1. Define and refine your book of business and sales pipeline

Before you pick up the phone, clarify your market. Fail to plan, plan to fail, as the saying goes.

Whoever your ideal prospect is, make sure you can identify decision makers who might champion your cause. While the product, service training, and research are essential to this step, the best salespeople are also curious, constant learners. Their training is never finite.

Market research is vital before jumping in. Your ability to navigate through account, contact, and opportunity histories while onboarding will be critical to your success. Take advantage of opportunities to familiarize yourself with your company’s CRM.

2. Prospecting and communications

Cold calling, networking, and digital outreach can test the mettle of any sales rep, but they’re critical to filling and replenishing the sales funnel. Try to fully understand the roles of the people you connect with to tailor your approach.

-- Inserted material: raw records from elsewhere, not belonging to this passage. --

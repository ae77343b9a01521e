use anyhow::Result;
use clap::{Parser, Subcommand};
use retroboard::config::{BoardConfig, CliOverrides};
use std::path::PathBuf;

mod cmd;

#[derive(Parser)]
#[command(name = "retroboard")]
#[command(version, about = "Terminal client for collaborative retrospective boards")]
pub struct Cli {
    #[arg(short, long, global = true)]
    pub verbose: bool,

    /// Skip confirmation prompts
    #[arg(long, global = true)]
    pub yes: bool,

    /// Emit logs as JSON lines on stderr
    #[arg(long, global = true)]
    pub log_json: bool,

    /// Directory holding retroboard.toml and credentials.toml
    #[arg(long, global = true)]
    pub config_dir: Option<PathBuf>,

    /// REST base URL. Overrides retroboard.toml and RETROBOARD_API_URL.
    #[arg(long, global = true)]
    pub api_url: Option<String>,

    /// WebSocket URL. Overrides retroboard.toml and RETROBOARD_WS_URL.
    #[arg(long, global = true)]
    pub ws_url: Option<String>,

    #[command(subcommand)]
    pub command: Commands,
}

#[derive(Subcommand)]
pub enum Commands {
    /// Log in and store credentials
    Login {
        #[arg(short, long)]
        username: Option<String>,
    },
    /// Create an account and store credentials
    Signup {
        #[arg(short, long)]
        username: Option<String>,
    },
    /// Forget stored credentials
    Logout,
    /// List, show, create or delete templates
    Templates {
        #[command(subcommand)]
        command: TemplatesCommands,
    },
    /// List, show, create or delete retros
    Retros {
        #[command(subcommand)]
        command: RetrosCommands,
    },
    /// Change post-its on a retro
    Post {
        /// Retro id
        retro: String,
        #[command(subcommand)]
        command: PostCommands,
    },
    /// Follow a retro live until it is deleted or Ctrl+C
    Watch {
        /// Retro id
        retro: String,
    },
    /// View or validate configuration
    Config {
        #[command(subcommand)]
        command: Option<ConfigCommands>,
    },
}

#[derive(Subcommand, Clone)]
pub enum TemplatesCommands {
    List,
    Show {
        id: String,
    },
    Create {
        name: String,
        /// Question text; repeat for each question
        #[arg(short = 'q', long = "question", required = true)]
        questions: Vec<String>,
    },
    Delete {
        id: String,
    },
}

#[derive(Subcommand, Clone)]
pub enum RetrosCommands {
    List,
    Show {
        id: String,
    },
    Create {
        name: String,
        /// Template id to seed the questions from
        #[arg(short, long)]
        template: String,
    },
    Delete {
        id: String,
    },
}

#[derive(Subcommand, Clone)]
pub enum PostCommands {
    /// Add a post-it under a question
    Add { question: String, content: String },
    /// Replace the content of one of your post-its
    Edit {
        question: String,
        post_it: String,
        content: String,
    },
    /// Hide or reveal one of your post-its
    Toggle { question: String, post_it: String },
    /// Delete one of your post-its
    Delete { question: String, post_it: String },
    /// Vote for a post-it
    Vote { question: String, post_it: String },
}

#[derive(Subcommand, Clone)]
pub enum ConfigCommands {
    Show,
    Validate,
    Init,
}

#[tokio::main]
async fn main() -> Result<()> {
    let cli = Cli::parse();
    retroboard::logging::init(cli.verbose, cli.log_json);

    let config = BoardConfig::load(CliOverrides {
        config_dir: cli.config_dir.clone(),
        api_url: cli.api_url.clone(),
        ws_url: cli.ws_url.clone(),
    })?;

    match cli.command {
        Commands::Login { username } => cmd::cmd_login(&config, username, false).await?,
        Commands::Signup { username } => cmd::cmd_login(&config, username, true).await?,
        Commands::Logout => cmd::cmd_logout(&config)?,
        Commands::Templates { command } => cmd::cmd_templates(&config, command, cli.yes).await?,
        Commands::Retros { command } => cmd::cmd_retros(&config, command, cli.yes).await?,
        Commands::Post { retro, command } => {
            cmd::cmd_post(&config, retro, command, cli.yes).await?
        }
        Commands::Watch { retro } => cmd::cmd_watch(&config, retro).await?,
        Commands::Config { command } => cmd::cmd_config(&config, command)?,
    }

    Ok(())
}
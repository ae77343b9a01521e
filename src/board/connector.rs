//! WebSocket transport for the sync channel.

use async_trait::async_trait;
use futures_util::{SinkExt, StreamExt, future};
use tokio_tungstenite::tungstenite::Message;
use tracing::debug;

use super::ws::{Connector, FrameSink, FrameStream};
use crate::errors::SyncError;

/// Connects to the board's `/ws` endpoint. Pings are answered by the
/// transport; only text frames reach the channel.
#[derive(Debug, Clone)]
pub struct WsConnector {
    url: String,
}

impl WsConnector {
    pub fn new(url: impl Into<String>) -> Self {
        Self { url: url.into() }
    }

    pub fn url(&self) -> &str {
        &self.url
    }
}

#[async_trait]
impl Connector for WsConnector {
    async fn connect(&self) -> Result<(FrameSink, FrameStream), SyncError> {
        let (socket, _response) = tokio_tungstenite::connect_async(self.url.as_str())
            .await
            .map_err(|e| SyncError::Transport(e.to_string()))?;
        debug!(url = %self.url, "websocket handshake complete");

        let (sink, stream) = socket.split();
        let sink = sink
            .sink_map_err(|e| SyncError::Transport(e.to_string()))
            .with(|frame: String| future::ready(Ok::<_, SyncError>(Message::text(frame))));
        let stream = stream.filter_map(|message| {
            future::ready(match message {
                Ok(Message::Text(text)) => Some(Ok(text.to_string())),
                Ok(Message::Close(_)) => Some(Err(SyncError::Closed)),
                Ok(_) => None,
                Err(e) => Some(Err(SyncError::Transport(e.to_string()))),
            })
        });
        Ok((Box::pin(sink), Box::pin(stream)))
    }
}
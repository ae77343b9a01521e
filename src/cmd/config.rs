//! Configuration view and validation commands — `retroboard config`.

use anyhow::Result;
use retroboard::config::{API_URL_ENV, BoardConfig, RetroToml, WS_URL_ENV};

use super::super::ConfigCommands;

pub fn cmd_config(config: &BoardConfig, command: Option<ConfigCommands>) -> Result<()> {
    let config_path = config.config_file();

    match command {
        None | Some(ConfigCommands::Show) => {
            println!();
            println!("Retroboard Configuration");
            println!("========================");
            println!();

            if config_path.exists() {
                println!("Config file: {}", config_path.display());
            } else {
                println!("No retroboard.toml found at {}", config_path.display());
                println!("Using default configuration.");
            }
            println!();

            let toml = &config.toml;
            println!("[server]");
            println!("  api_url = \"{}\"", toml.server.api_url);
            if let Some(ws_url) = &toml.server.ws_url {
                println!("  ws_url = \"{}\"", ws_url);
            }
            println!("  request_timeout_secs = {}", toml.server.request_timeout_secs);
            println!();
            println!("[sync]");
            println!("  reconnect_base_ms = {}", toml.sync.reconnect_base_ms);
            println!("  reconnect_ceiling_ms = {}", toml.sync.reconnect_ceiling_ms);
            println!();

            println!("Effective values (with {API_URL_ENV}/{WS_URL_ENV} and CLI overrides):");
            println!("  api_url = \"{}\"", config.api_url());
            println!("  ws_url = \"{}\"", config.ws_url());
            let logged_in = config.credentials().load()?;
            match logged_in {
                Some(credentials) => println!(
                    "  user = \"{}\" (id {})",
                    credentials.user_name, credentials.user_id
                ),
                None => println!("  user = (not logged in)"),
            }
            println!();

            let warnings = config.validate();
            if !warnings.is_empty() {
                println!("Configuration warnings:");
                for warning in warnings {
                    println!("  - {}", warning);
                }
                println!();
            }
        }
        Some(ConfigCommands::Validate) => {
            let warnings = config.validate();
            if warnings.is_empty() {
                println!("Configuration is valid.");
            } else {
                println!("Configuration warnings:");
                for warning in warnings {
                    println!("  - {}", warning);
                }
            }
        }
        Some(ConfigCommands::Init) => {
            if config_path.exists() {
                println!("retroboard.toml already exists at {}", config_path.display());
                println!("Delete it first if you want to recreate it.");
                return Ok(());
            }

            RetroToml::default().save(&config_path)?;

            println!("Created retroboard.toml at {}", config_path.display());
            println!();
            println!("You can now customize:");
            println!("  - [server] api_url, ws_url, request_timeout_secs");
            println!("  - [sync] reconnect_base_ms, reconnect_ceiling_ms");
            println!();
        }
    }

    Ok(())
}
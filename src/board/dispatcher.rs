//! User intents: network request plus the matching store transition.
//!
//! | Intent | Order                                               |
//! |--------|-----------------------------------------------------|
//! | create | request, then `ADD_POSTIT` with the server id        |
//! | edit   | optimistic content update, request, confirm/undo    |
//! | toggle | request with the flipped flag, then set it locally  |
//! | delete | confirmation, optimistic delete, request, confirm/undo |
//! | vote   | request, then set the server's absolute count       |
//!
//! Continuations check the view token before touching the store, so a
//! request that finishes after the view is gone changes nothing.

use std::sync::Arc;

use retroboard_common::{PostIt, PostItId, QuestionId, UserId};
use tokio_util::sync::CancellationToken;
use tracing::{Instrument, Span, debug, field, info_span, warn};

use super::api::{NewPostIt, PostItUpdate, RetroApi};
use super::store::{Action, CorrelationId, Optimistic, StateStore};
use crate::errors::{ClientError, DispatchError};

/// What an intent did to the session state.
#[derive(Debug, Clone, Copy, PartialEq, Eq)]
pub enum Outcome {
    /// The transition was applied (or kept, for optimistic intents).
    Applied,
    /// The target no longer exists or the intent would change nothing; no request was sent.
    Ignored,
    /// The user declined the confirmation prompt.
    Cancelled,
    /// The view went away before the request finished.
    Detached,
}

pub struct Dispatcher {
    api: Arc<dyn RetroApi>,
    store: StateStore,
    user_id: UserId,
    view: CancellationToken,
}

impl Dispatcher {
    pub fn new(
        api: Arc<dyn RetroApi>,
        store: StateStore,
        user_id: UserId,
        view: CancellationToken,
    ) -> Self {
        Self {
            api,
            store,
            user_id,
            view,
        }
    }

    pub fn store(&self) -> &StateStore {
        &self.store
    }

    fn span(kind: &'static str) -> Span {
        info_span!("intent", kind, correlation = field::Empty)
    }

    /// Look up a post-it the current user is allowed to modify.
    fn owned(
        &self,
        question_id: &QuestionId,
        post_it_id: &PostItId,
    ) -> Result<Option<PostIt>, DispatchError> {
        let state = self.store.snapshot();
        let Some(post_it) = state.post_it(question_id, post_it_id) else {
            debug!(%question_id, %post_it_id, "post-it not in state");
            return Ok(None);
        };
        if !post_it.is_owned_by(&self.user_id) {
            return Err(DispatchError::NotOwner {
                post_it_id: post_it_id.clone(),
            });
        }
        Ok(Some(post_it.clone()))
    }

    /// Resolve an optimistic ticket once the request has finished.
    fn settle(
        &self,
        ticket: Optimistic,
        result: Result<(), ClientError>,
    ) -> Result<Outcome, DispatchError> {
        match result {
            Ok(()) => {
                self.store.confirm(ticket);
                if self.view.is_cancelled() {
                    return Ok(Outcome::Detached);
                }
                Ok(Outcome::Applied)
            }
            Err(err) => {
                warn!(error = %err, "request failed");
                if self.view.is_cancelled() {
                    self.store.confirm(ticket);
                } else if self.store.compensate(ticket) {
                    debug!("rolled back optimistic transition");
                }
                Err(err.into())
            }
        }
    }

    pub async fn create_post_it(
        &self,
        question_id: &QuestionId,
        content: &str,
    ) -> Result<Outcome, DispatchError> {
        let span = Self::span("create");
        span.record("correlation", field::display(CorrelationId::new()));
        async {
            // The stored id carries the wire form the server used for it.
            let Some(question_id) = self
                .store
                .snapshot()
                .question(question_id)
                .map(|question| question.id.clone())
            else {
                debug!(%question_id, "question not in state");
                return Ok(Outcome::Ignored);
            };
            let request = NewPostIt {
                question_id: question_id.clone(),
                content: content.to_string(),
                hidden: false,
            };
            let created = self.api.create_post_it(&request).await.map_err(|err| {
                warn!(error = %err, "request failed");
                DispatchError::from(err)
            })?;
            if self.view.is_cancelled() {
                return Ok(Outcome::Detached);
            }
            let user_id = if created.user_id.is_empty() {
                self.user_id.clone()
            } else {
                created.user_id
            };
            self.store.dispatch(Action::AddPostIt {
                question_id,
                id: created.id,
                content: created.content,
                user_id,
            });
            Ok(Outcome::Applied)
        }
        .instrument(span)
        .await
    }

    pub async fn edit_post_it(
        &self,
        question_id: &QuestionId,
        post_it_id: &PostItId,
        content: &str,
    ) -> Result<Outcome, DispatchError> {
        async {
            let Some(post_it) = self.owned(question_id, post_it_id)? else {
                return Ok(Outcome::Ignored);
            };
            let Some(ticket) = self.store.apply_optimistic(Action::UpdatePostItContent {
                question_id: question_id.clone(),
                post_it_id: post_it_id.clone(),
                content: content.to_string(),
            }) else {
                return Ok(Outcome::Ignored);
            };
            Span::current().record("correlation", field::display(ticket.id));
            let update = PostItUpdate {
                content: content.to_string(),
                hidden: post_it.hidden,
            };
            let result = self.api.update_post_it(post_it_id, &update).await;
            self.settle(ticket, result)
        }
        .instrument(Self::span("edit"))
        .await
    }

    /// Persist the flipped visibility first, then reflect the confirmed value.
    pub async fn toggle_visibility(
        &self,
        question_id: &QuestionId,
        post_it_id: &PostItId,
    ) -> Result<Outcome, DispatchError> {
        let span = Self::span("toggle");
        span.record("correlation", field::display(CorrelationId::new()));
        async {
            let Some(post_it) = self.owned(question_id, post_it_id)? else {
                return Ok(Outcome::Ignored);
            };
            let hidden = !post_it.hidden;
            let update = PostItUpdate {
                content: post_it.content,
                hidden,
            };
            self.api
                .update_post_it(post_it_id, &update)
                .await
                .map_err(|err| {
                    warn!(error = %err, "request failed");
                    DispatchError::from(err)
                })?;
            if self.view.is_cancelled() {
                return Ok(Outcome::Detached);
            }
            self.store.dispatch(Action::SetPostItVisibility {
                question_id: question_id.clone(),
                post_it_id: post_it_id.clone(),
                hidden,
            });
            Ok(Outcome::Applied)
        }
        .instrument(span)
        .await
    }

    /// `confirm` sees the post-it about to go and may decline.
    pub async fn delete_post_it<F>(
        &self,
        question_id: &QuestionId,
        post_it_id: &PostItId,
        confirm: F,
    ) -> Result<Outcome, DispatchError>
    where
        F: FnOnce(&PostIt) -> bool,
    {
        async {
            let Some(post_it) = self.owned(question_id, post_it_id)? else {
                return Ok(Outcome::Ignored);
            };
            if !confirm(&post_it) {
                return Ok(Outcome::Cancelled);
            }
            let Some(ticket) = self.store.apply_optimistic(Action::DeletePostIt {
                question_id: question_id.clone(),
                post_it_id: post_it_id.clone(),
            }) else {
                return Ok(Outcome::Ignored);
            };
            Span::current().record("correlation", field::display(ticket.id));
            let result = self.api.delete_post_it(post_it_id).await;
            self.settle(ticket, result)
        }
        .instrument(Self::span("delete"))
        .await
    }

    /// Votes are counted by the server; the local count only ever mirrors it.
    pub async fn vote(
        &self,
        question_id: &QuestionId,
        post_it_id: &PostItId,
    ) -> Result<Outcome, DispatchError> {
        let span = Self::span("vote");
        span.record("correlation", field::display(CorrelationId::new()));
        async {
            if self.store.snapshot().post_it(question_id, post_it_id).is_none() {
                debug!(%question_id, %post_it_id, "post-it not in state");
                return Ok(Outcome::Ignored);
            }
            let receipt = self.api.vote_post_it(post_it_id).await.map_err(|err| {
                warn!(error = %err, "request failed");
                DispatchError::from(err)
            })?;
            if self.view.is_cancelled() {
                return Ok(Outcome::Detached);
            }
            self.store.dispatch(Action::UpdatePostItVotes {
                question_id: question_id.clone(),
                post_it_id: post_it_id.clone(),
                votes: receipt.votes,
            });
            Ok(Outcome::Applied)
        }
        .instrument(span)
        .await
    }
}
//! Retro commands — `retroboard retros`.

use anyhow::Result;
use console::style;
use retroboard::board::RetroApi;
use retroboard::board::api::NewRetro;
use retroboard::config::BoardConfig;
use retroboard::ui::board::{render_board, render_retros};
use retroboard::ui::icons::CHECK;
use retroboard_common::{RetroId, TemplateId};

use super::super::RetrosCommands;
use super::{authed_api, confirm};

pub async fn cmd_retros(config: &BoardConfig, command: RetrosCommands, yes: bool) -> Result<()> {
    let (api, credentials) = authed_api(config)?;

    match command {
        RetrosCommands::List => {
            let retros = api.list_retros().await?;
            print!("{}", render_retros(&retros));
        }
        RetrosCommands::Show { id } => {
            let retro = api.get_retro(&RetroId::new(id)).await?;
            let title = retro.name.clone();
            print!(
                "{}",
                render_board(&title, &retro.into_session_state(), &credentials.user_id)
            );
        }
        RetrosCommands::Create { name, template } => {
            let request = NewRetro::new(&name, TemplateId::new(template))?;
            let retro = api.create_retro(&request).await?;
            println!(
                "{}Created retro {} {}",
                CHECK,
                style(&retro.name).bold(),
                style(format!("[{}]", retro.id)).dim()
            );
        }
        RetrosCommands::Delete { id } => {
            let id = RetroId::new(id);
            if !confirm(&format!("Delete retro {id} and all its post-its?"), yes) {
                println!("Delete cancelled");
                return Ok(());
            }
            api.delete_retro(&id).await?;
            println!("{}Deleted retro {}", CHECK, id);
        }
    }
    Ok(())
}
//! Replicated device state, state-change requests and their validation.
//!
//! [`DeviceState`] is the tuple of role, peer role, connection state, local
//! and peer disk state and the suspend/pause flags. On the wire it travels
//! as a packed 32-bit word; a [`StateChange`] travels as a `(mask, val)`
//! pair in the same packing, with `ns = (os & !mask) | val`.
//!
//! Everything in here is pure: the functions look only at the states and at
//! a [`StateEnv`] snapshot of the configuration bits that validation needs.

use std::fmt;

use serde::{Deserialize, Serialize};

use crate::config::FencingPolicy;
use crate::error::{ReplError, ReplResult};

const ROLE_SHIFT: u32 = 0;
const PEER_SHIFT: u32 = 2;
const CONN_SHIFT: u32 = 4;
const DISK_SHIFT: u32 = 9;
const PDSK_SHIFT: u32 = 13;
const SUSP_SHIFT: u32 = 17;
const AFTR_ISP_SHIFT: u32 = 18;
const PEER_ISP_SHIFT: u32 = 19;
const USER_ISP_SHIFT: u32 = 20;

const ROLE_MASK: u32 = 0x3;
const CONN_MASK: u32 = 0x1f;
const DISK_MASK: u32 = 0xf;
const FLAG_MASK: u32 = 0x1;

/// Node role.
#[derive(Debug, Clone, Copy, PartialEq, Eq, PartialOrd, Ord, Hash, Serialize, Deserialize)]
#[repr(u8)]
pub enum Role {
    /// Role not known (peer not connected).
    Unknown = 0,
    /// Accepts application writes.
    Primary = 1,
    /// Receives replicated writes.
    Secondary = 2,
}

/// Connection state.
///
/// The numeric order matters: comparisons such as `conn < Connected` are
/// part of the validation rules.
#[derive(Debug, Clone, Copy, PartialEq, Eq, PartialOrd, Ord, Hash, Serialize, Deserialize)]
#[repr(u8)]
#[allow(missing_docs)]
pub enum ConnState {
    StandAlone = 0,
    Disconnecting,
    Unconnected,
    Timeout,
    BrokenPipe,
    NetworkFailure,
    ProtocolError,
    TearDown,
    WFConnection,
    WFReportParams,
    Connected,
    StartingSyncS,
    StartingSyncT,
    WFBitMapS,
    WFBitMapT,
    WFSyncUUID,
    SyncSource,
    SyncTarget,
    VerifyS,
    VerifyT,
    PausedSyncS,
    PausedSyncT,
}

/// Disk state, ordered from worst to best.
#[derive(Debug, Clone, Copy, PartialEq, Eq, PartialOrd, Ord, Hash, Serialize, Deserialize)]
#[repr(u8)]
#[allow(missing_docs)]
pub enum DiskState {
    Diskless = 0,
    Attaching,
    Failed,
    Negotiating,
    Inconsistent,
    Outdated,
    DUnknown,
    Consistent,
    UpToDate,
}
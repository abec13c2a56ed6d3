//! Command line interface.

use std::path::{Path, PathBuf};
use std::sync::Arc;

use anyhow::{Context, Result};
use blkrepl_repl::uuid::format_uuids;
use blkrepl_repl::{create_md, BackingDev, NodeConfig, Registry, WireProtocol};
use blkrepl_storage::{read_meta, BlockStore, FileStore, MdFlags, MetaData, MetaLayout, ResyncBitmap};
use clap::{Parser, Subcommand};
use tracing::info;

use crate::simulate::{self, SimulateOpts};

/// blkrepl command line.
#[derive(Parser, Debug)]
#[command(name = "blkrepl")]
#[command(about = "Block device replication tools", long_about = None)]
pub struct Cli {
    /// Log as JSON lines.
    #[arg(long, global = true, env = "BLKREPL_LOG_JSON")]
    pub json: bool,

    /// Subcommand.
    #[command(subcommand)]
    pub command: Command,
}

/// Subcommands.
#[derive(Subcommand, Debug)]
pub enum Command {
    /// Load and validate a node configuration file (TOML or JSON).
    CheckConfig {
        /// Configuration file.
        config: PathBuf,
    },
    /// Write fresh metadata to an external metadata file.
    InitMeta {
        /// Backing data file.
        #[arg(long)]
        data: PathBuf,
        /// Metadata file.
        #[arg(long)]
        meta: PathBuf,
        /// Create the data file with this many sectors first.
        #[arg(long)]
        data_sectors: Option<u64>,
        /// Create the metadata file with this many sectors first.
        #[arg(long)]
        meta_sectors: Option<u64>,
    },
    /// Print the metadata super block and the bitmap weight.
    ShowMeta {
        /// Metadata file.
        meta: PathBuf,
        /// Print the super block as JSON.
        #[arg(long)]
        raw: bool,
    },
    /// Run two nodes in-process: sync, replicate, reconnect, verify.
    Simulate {
        /// Device size in sectors.
        #[arg(long, default_value = "8192")]
        sectors: u64,
        /// Writes issued in each phase.
        #[arg(long, default_value = "16")]
        writes: u32,
        /// Replication protocol (A, B or C).
        #[arg(long, default_value = "C")]
        protocol: String,
    },
}

impl Cli {
    /// Run the selected subcommand.
    pub async fn run(self) -> Result<()> {
        match self.command {
            Command::CheckConfig { ref config } => check_config(config),
            Command::InitMeta {
                ref data,
                ref meta,
                data_sectors,
                meta_sectors,
            } => init_meta(data, meta, data_sectors, meta_sectors),
            Command::ShowMeta { ref meta, raw } => show_meta(meta, raw).await,
            Command::Simulate {
                sectors,
                writes,
                ref protocol,
            } => {
                let protocol = parse_protocol(protocol)?;
                let report = simulate::run(SimulateOpts {
                    sectors,
                    writes,
                    protocol,
                })
                .await?;
                println!("{report}");
                Ok(())
            }
        }
    }
}

fn parse_protocol(s: &str) -> Result<WireProtocol> {
    match s.to_ascii_uppercase().as_str() {
        "A" => Ok(WireProtocol::A),
        "B" => Ok(WireProtocol::B),
        "C" => Ok(WireProtocol::C),
        other => anyhow::bail!("unknown protocol {other:?}, expected A, B or C"),
    }
}

fn check_config(path: &Path) -> Result<()> {
    let config = NodeConfig::from_file(path).with_context(|| format!("loading {}", path.display()))?;
    // builds the devices, which also checks the resync-after chains
    let registry = Registry::from_config(&config)?;
    println!("node {}: {} device(s)", config.node_name, registry.len());
    for dc in &config.devices {
        let net = dc
            .net
            .as_ref()
            .map(|n| format!("protocol {:?}", n.protocol))
            .unwrap_or_else(|| "no network".to_string());
        let disk = if dc.disk.is_some() { "disk" } else { "diskless" };
        let after = dc
            .sync
            .after
            .map(|a| format!(", syncs after {a}"))
            .unwrap_or_default();
        println!("  minor {} {:?}: {disk}, {net}{after}", dc.minor, dc.name);
    }
    Ok(())
}

fn open_or_create(path: &Path, sectors: Option<u64>) -> Result<FileStore> {
    let store = match sectors {
        Some(n) => FileStore::create(path, n),
        None => FileStore::open(path),
    };
    store.with_context(|| format!("opening {}", path.display()))
}

fn init_meta(data: &Path, meta: &Path, data_sectors: Option<u64>, meta_sectors: Option<u64>) -> Result<()> {
    let data_store = open_or_create(data, data_sectors)?;
    let meta_store = open_or_create(meta, meta_sectors)?;
    let layout = MetaLayout::external(meta_store.capacity_sectors());
    let data_cap = data_store.capacity_sectors();
    let backing = BackingDev {
        data: Arc::new(data_store),
        meta: Arc::new(meta_store),
        layout,
    };
    if layout.max_bitmap_bits() * blkrepl_storage::BM_SECT_PER_BIT < data_cap {
        anyhow::bail!(
            "metadata area too small for {} sectors of data, the bitmap covers {}",
            data_cap,
            layout.max_bitmap_bits() * blkrepl_storage::BM_SECT_PER_BIT
        );
    }
    let md = create_md(&backing, rand::random())?;
    info!(data = %data.display(), meta = %meta.display(), "metadata initialized");
    println!("initialized {} ({} sectors of data)", meta.display(), data_cap);
    println!("device uuid {:016X}", md.device_uuid);
    Ok(())
}

fn describe_flags(flags: MdFlags) -> String {
    let names = [
        (MdFlags::CONSISTENT, "Consistent"),
        (MdFlags::PRIMARY_IND, "PrimaryInd"),
        (MdFlags::CONNECTED_IND, "ConnectedInd"),
        (MdFlags::FULL_SYNC, "FullSync"),
        (MdFlags::WAS_UP_TO_DATE, "WasUpToDate"),
        (MdFlags::PEER_OUT_DATED, "PeerOutDated"),
    ];
    let set: Vec<&str> = names
        .iter()
        .filter(|(bit, _)| flags.contains(*bit))
        .map(|(_, name)| *name)
        .collect();
    if set.is_empty() {
        "-".to_string()
    } else {
        set.join(",")
    }
}

async fn bitmap_weight(store: &dyn BlockStore, layout: &MetaLayout, md: &MetaData) -> Result<u64> {
    let bm = ResyncBitmap::new();
    let guard = bm.lock("show-meta").await;
    guard.resize(md.la_size_sect)?;
    guard.read_from(store, layout.bm_sector())?;
    drop(guard);
    Ok(bm.total_weight())
}

async fn show_meta(path: &Path, raw: bool) -> Result<()> {
    let store = open_or_create(path, None)?;
    let layout = MetaLayout::external(store.capacity_sectors());
    let md = read_meta(&store, &layout).with_context(|| format!("reading {}", path.display()))?;
    if raw {
        println!("{}", serde_json::to_string_pretty(&md)?);
        return Ok(());
    }
    let weight = bitmap_weight(&store, &layout, &md).await?;
    println!("device uuid   {:016X}", md.device_uuid);
    println!("uuids         {}", format_uuids(&md.uuids));
    println!("flags         {}", describe_flags(md.flags));
    println!("size          {} sectors ({} KB)", md.la_size_sect, md.la_size_sect / 2);
    println!("al extents    {}", md.al_nr_extents);
    println!("out of sync   {} KB ({weight} bits)", weight * 4);
    Ok(())
}

#[cfg(test)]
mod tests {
    use super::*;

    #[test]
    fn test_parse_simulate_defaults() {
        let cli = Cli::try_parse_from(["blkrepl", "simulate"]).unwrap();
        match cli.command {
            Command::Simulate {
                sectors,
                writes,
                protocol,
            } => {
                assert_eq!(sectors, 8192);
                assert_eq!(writes, 16);
                assert_eq!(protocol, "C");
            }
            other => panic!("unexpected {other:?}"),
        }
        assert!(!cli.json);
    }

    #[test]
    fn test_parse_json_flag_after_subcommand() {
        let cli = Cli::try_parse_from(["blkrepl", "show-meta", "/tmp/md", "--json"]).unwrap();
        assert!(cli.json);
    }

    #[test]
    fn test_parse_protocol() {
        assert_eq!(parse_protocol("b").unwrap(), WireProtocol::B);
        assert!(parse_protocol("D").is_err());
    }

    #[test]
    fn test_describe_flags() {
        let mut f = MdFlags::default();
        assert_eq!(describe_flags(f), "-");
        f.insert(MdFlags::CONSISTENT);
        f.insert(MdFlags::FULL_SYNC);
        assert_eq!(describe_flags(f), "Consistent,FullSync");
    }

    #[tokio::test]
    async fn test_init_then_show_meta() {
        let dir = tempfile::tempdir().unwrap();
        let data = dir.path().join("data.img");
        let meta = dir.path().join("meta.img");
        init_meta(&data, &meta, Some(4096), Some(1024)).unwrap();

        let store = FileStore::open(&meta).unwrap();
        let layout = MetaLayout::external(store.capacity_sectors());
        let md = read_meta(&store, &layout).unwrap();
        assert_eq!(md.uuids[0], blkrepl_repl::uuid::UUID_JUST_CREATED);
        assert_eq!(bitmap_weight(&store, &layout, &md).await.unwrap(), 0);
        show_meta(&meta, false).await.unwrap();
        show_meta(&meta, true).await.unwrap();
    }

    #[tokio::test]
    async fn test_check_config_rejects_missing_file() {
        let dir = tempfile::tempdir().unwrap();
        assert!(check_config(&dir.path().join("nope.toml")).is_err());
    }

    #[tokio::test]
    async fn test_check_config_accepts_example() {
        let dir = tempfile::tempdir().unwrap();
        let path = dir.path().join("node.toml");
        std::fs::write(
            &path,
            r#"
node_name = "alpha"

[[devices]]
minor = 0
name = "r0"

[[devices]]
minor = 1
name = "r1"

[devices.sync]
after = 0
"#,
        )
        .unwrap();
        check_config(&path).unwrap();
    }
}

Don’t make closing a deal the goal of your prospecting calls. Instead, try to get on a prospect’s calendar for a discovery meeting. You’ll ease the pressure when you build rapport, demonstrating that you value their time. To get a prospect’s buy-in, prove that you understand their business and connect what your company offers with a challenge they face.

3. Discovery conversations and meetings

Discovery meetings can be one-to-one conversations or group calls. They determine whether a prospect has a need that your company can address within a reasonable time and budget. Take notes that you can use to tailor your presentation.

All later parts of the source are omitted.